═══ Material shown

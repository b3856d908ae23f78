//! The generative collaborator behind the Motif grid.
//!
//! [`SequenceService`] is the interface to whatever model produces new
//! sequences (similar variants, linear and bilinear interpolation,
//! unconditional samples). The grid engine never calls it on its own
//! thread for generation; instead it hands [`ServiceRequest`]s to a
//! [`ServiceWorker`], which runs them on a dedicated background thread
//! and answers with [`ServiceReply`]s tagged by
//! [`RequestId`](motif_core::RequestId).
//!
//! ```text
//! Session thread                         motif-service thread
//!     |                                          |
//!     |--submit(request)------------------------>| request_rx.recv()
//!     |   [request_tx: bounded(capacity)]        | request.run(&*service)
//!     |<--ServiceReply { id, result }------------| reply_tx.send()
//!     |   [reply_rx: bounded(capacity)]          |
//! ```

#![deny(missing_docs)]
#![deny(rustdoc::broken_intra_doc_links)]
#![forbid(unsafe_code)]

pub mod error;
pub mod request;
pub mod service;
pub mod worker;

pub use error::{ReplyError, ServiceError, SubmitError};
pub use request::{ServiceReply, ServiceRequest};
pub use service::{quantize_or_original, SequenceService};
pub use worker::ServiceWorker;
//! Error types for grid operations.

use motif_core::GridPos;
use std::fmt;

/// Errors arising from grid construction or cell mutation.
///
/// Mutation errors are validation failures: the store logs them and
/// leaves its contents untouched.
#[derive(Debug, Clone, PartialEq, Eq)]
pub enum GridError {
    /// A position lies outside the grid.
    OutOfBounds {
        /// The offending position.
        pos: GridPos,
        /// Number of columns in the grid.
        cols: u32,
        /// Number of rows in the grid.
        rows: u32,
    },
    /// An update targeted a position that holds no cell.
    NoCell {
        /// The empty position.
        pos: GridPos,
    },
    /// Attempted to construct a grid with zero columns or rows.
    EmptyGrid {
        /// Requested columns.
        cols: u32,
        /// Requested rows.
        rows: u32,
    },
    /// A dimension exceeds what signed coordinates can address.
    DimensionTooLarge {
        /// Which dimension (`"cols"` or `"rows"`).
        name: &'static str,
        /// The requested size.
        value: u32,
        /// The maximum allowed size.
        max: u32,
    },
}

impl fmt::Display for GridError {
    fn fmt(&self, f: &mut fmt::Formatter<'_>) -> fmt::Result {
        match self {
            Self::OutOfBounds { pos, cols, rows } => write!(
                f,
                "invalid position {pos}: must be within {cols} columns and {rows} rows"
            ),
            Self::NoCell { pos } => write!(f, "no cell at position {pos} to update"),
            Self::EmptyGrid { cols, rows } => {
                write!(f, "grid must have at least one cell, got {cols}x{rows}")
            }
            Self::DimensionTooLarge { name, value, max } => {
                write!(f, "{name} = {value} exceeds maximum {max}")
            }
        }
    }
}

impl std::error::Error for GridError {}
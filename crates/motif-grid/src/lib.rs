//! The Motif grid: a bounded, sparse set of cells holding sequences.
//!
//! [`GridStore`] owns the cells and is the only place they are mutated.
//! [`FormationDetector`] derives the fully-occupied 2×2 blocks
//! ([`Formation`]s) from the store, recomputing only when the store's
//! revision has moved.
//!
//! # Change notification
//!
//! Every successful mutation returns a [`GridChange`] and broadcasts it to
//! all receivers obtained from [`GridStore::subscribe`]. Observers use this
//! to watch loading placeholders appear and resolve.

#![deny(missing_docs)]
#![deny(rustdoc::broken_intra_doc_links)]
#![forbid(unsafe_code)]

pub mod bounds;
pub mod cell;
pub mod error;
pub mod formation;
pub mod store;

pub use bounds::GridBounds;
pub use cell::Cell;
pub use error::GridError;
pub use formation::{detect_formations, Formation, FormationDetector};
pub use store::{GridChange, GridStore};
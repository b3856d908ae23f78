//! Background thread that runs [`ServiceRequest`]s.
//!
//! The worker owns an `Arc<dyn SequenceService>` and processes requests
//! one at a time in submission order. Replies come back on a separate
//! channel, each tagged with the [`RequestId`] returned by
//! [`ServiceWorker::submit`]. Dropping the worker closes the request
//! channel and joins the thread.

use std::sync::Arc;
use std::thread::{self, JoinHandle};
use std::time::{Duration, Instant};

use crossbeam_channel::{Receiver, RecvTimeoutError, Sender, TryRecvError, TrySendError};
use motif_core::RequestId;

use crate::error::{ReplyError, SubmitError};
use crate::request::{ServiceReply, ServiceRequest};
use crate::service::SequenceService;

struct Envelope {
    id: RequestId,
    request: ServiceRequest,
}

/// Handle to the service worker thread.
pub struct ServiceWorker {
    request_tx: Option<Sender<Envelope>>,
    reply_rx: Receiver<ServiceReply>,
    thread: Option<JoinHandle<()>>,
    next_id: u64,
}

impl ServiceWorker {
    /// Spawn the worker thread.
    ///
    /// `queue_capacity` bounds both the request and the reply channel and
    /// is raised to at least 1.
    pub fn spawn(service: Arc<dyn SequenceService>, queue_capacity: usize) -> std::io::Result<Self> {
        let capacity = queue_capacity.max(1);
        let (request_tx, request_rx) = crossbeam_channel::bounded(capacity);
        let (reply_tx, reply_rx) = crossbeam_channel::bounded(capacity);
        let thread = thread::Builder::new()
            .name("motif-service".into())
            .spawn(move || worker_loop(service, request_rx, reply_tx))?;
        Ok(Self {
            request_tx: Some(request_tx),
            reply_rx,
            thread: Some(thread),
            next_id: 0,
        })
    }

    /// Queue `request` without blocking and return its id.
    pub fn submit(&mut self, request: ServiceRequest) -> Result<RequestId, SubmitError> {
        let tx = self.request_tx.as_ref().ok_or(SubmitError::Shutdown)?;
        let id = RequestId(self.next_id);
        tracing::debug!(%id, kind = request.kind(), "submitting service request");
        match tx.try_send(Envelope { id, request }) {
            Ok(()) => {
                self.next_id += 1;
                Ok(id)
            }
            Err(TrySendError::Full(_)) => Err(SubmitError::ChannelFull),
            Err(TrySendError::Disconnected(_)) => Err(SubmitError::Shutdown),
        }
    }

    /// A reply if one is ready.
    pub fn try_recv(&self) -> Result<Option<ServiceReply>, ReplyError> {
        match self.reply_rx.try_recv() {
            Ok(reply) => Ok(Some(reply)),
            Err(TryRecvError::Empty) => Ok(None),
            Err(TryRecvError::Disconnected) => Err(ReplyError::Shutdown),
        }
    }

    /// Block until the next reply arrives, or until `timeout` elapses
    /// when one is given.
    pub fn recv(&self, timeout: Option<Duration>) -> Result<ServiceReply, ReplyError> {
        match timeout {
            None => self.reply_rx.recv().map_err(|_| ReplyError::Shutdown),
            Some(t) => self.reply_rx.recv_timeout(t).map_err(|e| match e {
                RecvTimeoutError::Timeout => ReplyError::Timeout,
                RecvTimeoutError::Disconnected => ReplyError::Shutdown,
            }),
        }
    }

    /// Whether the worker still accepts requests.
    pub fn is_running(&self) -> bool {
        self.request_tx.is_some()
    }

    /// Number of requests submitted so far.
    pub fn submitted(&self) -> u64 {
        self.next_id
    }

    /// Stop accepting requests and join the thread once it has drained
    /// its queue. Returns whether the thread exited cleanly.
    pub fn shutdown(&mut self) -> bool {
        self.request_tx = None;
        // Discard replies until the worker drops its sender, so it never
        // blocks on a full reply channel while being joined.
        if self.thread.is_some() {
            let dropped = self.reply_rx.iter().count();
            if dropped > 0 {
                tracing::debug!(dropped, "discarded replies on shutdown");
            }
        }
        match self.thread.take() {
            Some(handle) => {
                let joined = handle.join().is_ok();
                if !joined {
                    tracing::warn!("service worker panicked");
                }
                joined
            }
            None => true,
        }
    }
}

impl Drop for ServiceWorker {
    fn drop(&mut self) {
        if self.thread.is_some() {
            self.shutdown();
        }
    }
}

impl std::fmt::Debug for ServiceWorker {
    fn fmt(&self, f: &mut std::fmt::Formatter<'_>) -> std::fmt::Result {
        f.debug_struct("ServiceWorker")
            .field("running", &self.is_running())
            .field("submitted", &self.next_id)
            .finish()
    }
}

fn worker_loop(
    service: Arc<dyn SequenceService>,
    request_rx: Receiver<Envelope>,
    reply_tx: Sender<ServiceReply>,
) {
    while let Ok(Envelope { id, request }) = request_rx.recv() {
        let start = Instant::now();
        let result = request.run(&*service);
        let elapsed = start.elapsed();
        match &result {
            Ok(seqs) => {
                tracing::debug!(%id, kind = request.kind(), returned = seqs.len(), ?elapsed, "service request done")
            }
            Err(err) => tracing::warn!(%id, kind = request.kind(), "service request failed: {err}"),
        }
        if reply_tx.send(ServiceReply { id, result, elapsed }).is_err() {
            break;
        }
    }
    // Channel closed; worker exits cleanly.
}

══════

Problem requirements: Give only the number of lines in the preceding data that include the word "cells".

Solution to the problem: 2